EXTRACTED MATERIAL:
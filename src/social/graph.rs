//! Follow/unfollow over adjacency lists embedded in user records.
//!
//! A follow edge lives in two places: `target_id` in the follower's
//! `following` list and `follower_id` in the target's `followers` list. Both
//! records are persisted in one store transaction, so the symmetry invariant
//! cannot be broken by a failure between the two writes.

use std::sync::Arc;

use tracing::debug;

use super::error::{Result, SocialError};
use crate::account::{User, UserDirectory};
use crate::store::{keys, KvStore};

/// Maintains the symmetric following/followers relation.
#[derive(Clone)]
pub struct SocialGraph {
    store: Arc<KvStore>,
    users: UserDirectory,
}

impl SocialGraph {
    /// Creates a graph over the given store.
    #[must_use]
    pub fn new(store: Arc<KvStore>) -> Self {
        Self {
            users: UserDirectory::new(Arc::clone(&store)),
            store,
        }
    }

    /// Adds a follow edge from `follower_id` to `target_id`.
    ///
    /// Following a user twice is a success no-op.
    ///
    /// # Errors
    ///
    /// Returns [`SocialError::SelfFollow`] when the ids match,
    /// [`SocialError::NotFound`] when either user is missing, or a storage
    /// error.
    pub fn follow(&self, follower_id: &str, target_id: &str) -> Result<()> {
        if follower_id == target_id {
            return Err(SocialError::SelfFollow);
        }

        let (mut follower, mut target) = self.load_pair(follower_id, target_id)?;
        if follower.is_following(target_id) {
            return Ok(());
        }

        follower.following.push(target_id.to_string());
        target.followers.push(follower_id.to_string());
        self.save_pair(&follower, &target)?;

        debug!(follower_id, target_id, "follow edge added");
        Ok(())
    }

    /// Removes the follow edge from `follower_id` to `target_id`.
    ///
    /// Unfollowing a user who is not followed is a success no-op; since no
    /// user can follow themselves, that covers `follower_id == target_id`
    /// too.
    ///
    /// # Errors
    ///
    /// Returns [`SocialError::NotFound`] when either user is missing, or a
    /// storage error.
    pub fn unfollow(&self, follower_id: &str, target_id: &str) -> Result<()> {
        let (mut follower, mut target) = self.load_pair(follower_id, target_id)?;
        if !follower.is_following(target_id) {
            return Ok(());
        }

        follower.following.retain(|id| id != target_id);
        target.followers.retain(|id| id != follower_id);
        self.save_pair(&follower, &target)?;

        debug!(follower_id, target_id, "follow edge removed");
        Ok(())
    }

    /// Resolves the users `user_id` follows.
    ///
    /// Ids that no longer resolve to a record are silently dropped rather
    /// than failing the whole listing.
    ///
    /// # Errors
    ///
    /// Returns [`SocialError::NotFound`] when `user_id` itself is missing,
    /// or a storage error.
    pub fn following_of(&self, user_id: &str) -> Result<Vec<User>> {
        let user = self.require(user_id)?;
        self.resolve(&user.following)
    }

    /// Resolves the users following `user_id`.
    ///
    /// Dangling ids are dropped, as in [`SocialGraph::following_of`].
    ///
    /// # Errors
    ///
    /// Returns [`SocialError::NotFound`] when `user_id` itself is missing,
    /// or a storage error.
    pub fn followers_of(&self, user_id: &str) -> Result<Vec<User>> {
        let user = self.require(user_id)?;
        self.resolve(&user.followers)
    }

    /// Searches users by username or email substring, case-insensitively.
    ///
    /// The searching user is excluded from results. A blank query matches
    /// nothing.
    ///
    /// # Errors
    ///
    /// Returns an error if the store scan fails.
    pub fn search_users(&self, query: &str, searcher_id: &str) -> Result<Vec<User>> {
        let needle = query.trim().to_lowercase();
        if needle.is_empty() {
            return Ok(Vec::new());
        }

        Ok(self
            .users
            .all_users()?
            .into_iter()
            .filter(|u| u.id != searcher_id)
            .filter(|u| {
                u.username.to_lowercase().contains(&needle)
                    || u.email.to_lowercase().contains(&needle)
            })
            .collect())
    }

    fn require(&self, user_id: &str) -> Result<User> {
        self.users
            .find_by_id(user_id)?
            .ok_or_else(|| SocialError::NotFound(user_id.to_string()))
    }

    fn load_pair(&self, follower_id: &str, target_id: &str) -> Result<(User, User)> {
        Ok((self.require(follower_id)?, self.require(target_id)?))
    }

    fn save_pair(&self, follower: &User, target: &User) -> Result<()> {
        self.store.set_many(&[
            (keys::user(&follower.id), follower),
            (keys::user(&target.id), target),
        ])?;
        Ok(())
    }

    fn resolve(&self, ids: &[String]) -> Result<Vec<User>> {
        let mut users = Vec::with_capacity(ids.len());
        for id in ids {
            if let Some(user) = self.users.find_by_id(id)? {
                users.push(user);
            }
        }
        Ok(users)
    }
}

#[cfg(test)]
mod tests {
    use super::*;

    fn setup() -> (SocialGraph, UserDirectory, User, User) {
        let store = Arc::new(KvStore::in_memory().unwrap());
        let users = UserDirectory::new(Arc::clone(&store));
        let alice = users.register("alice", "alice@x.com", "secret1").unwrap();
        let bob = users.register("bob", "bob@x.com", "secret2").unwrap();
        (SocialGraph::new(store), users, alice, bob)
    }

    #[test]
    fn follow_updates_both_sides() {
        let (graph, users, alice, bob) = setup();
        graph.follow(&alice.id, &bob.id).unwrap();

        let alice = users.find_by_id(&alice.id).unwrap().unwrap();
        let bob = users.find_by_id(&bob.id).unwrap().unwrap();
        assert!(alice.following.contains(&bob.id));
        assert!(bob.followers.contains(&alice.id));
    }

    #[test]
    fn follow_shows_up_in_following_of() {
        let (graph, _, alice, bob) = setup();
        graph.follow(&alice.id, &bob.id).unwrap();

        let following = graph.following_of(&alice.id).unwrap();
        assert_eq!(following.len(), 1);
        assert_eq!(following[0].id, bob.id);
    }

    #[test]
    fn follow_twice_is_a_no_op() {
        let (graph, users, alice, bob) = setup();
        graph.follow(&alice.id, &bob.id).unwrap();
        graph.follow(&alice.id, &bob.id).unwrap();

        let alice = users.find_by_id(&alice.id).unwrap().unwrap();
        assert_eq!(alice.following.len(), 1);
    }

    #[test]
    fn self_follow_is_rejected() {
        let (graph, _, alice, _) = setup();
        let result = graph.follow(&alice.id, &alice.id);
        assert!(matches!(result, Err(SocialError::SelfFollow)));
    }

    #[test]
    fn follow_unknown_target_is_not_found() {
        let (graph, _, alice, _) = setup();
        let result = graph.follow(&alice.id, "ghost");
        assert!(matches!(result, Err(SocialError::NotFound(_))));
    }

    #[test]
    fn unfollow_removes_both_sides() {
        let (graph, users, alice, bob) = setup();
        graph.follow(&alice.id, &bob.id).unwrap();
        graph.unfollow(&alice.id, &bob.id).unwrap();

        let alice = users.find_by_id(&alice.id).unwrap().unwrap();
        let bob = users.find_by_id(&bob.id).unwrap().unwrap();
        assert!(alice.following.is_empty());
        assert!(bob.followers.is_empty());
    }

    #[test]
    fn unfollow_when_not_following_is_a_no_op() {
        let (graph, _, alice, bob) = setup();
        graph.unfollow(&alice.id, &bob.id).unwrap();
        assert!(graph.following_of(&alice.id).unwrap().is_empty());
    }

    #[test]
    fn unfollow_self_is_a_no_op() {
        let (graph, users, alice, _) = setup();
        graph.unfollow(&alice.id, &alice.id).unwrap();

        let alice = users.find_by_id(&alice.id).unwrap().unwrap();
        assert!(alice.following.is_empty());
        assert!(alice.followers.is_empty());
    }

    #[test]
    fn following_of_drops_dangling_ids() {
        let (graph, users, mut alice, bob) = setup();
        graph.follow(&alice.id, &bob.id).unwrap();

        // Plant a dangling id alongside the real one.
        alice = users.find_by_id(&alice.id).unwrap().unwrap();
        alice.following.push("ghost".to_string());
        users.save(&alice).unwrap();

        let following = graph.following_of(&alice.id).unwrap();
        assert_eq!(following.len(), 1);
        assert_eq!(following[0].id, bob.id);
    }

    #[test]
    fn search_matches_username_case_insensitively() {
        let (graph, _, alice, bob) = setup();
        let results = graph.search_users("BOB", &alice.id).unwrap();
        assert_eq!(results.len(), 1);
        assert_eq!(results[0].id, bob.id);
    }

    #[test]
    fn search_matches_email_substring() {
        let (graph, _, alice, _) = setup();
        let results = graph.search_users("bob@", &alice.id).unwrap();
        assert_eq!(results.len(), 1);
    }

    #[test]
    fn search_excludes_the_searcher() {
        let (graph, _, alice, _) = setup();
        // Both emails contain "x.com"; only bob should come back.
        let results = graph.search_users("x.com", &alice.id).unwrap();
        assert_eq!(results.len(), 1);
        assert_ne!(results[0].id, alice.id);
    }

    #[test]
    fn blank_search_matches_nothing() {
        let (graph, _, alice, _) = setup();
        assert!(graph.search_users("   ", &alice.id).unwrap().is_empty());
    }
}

WHAT IS REQUIRED: In the listing above, please copy exactly the lines from the first through the one that contains "in the target's", and no others.

THE COMPLETED TASK:
filename src/social/graph.rs
//! Follow/unfollow over adjacency lists embedded in user records.
//!
//! A follow edge lives in two places: `target_id` in the follower's
//! `following` list and `follower_id` in the target's `followers` list. Both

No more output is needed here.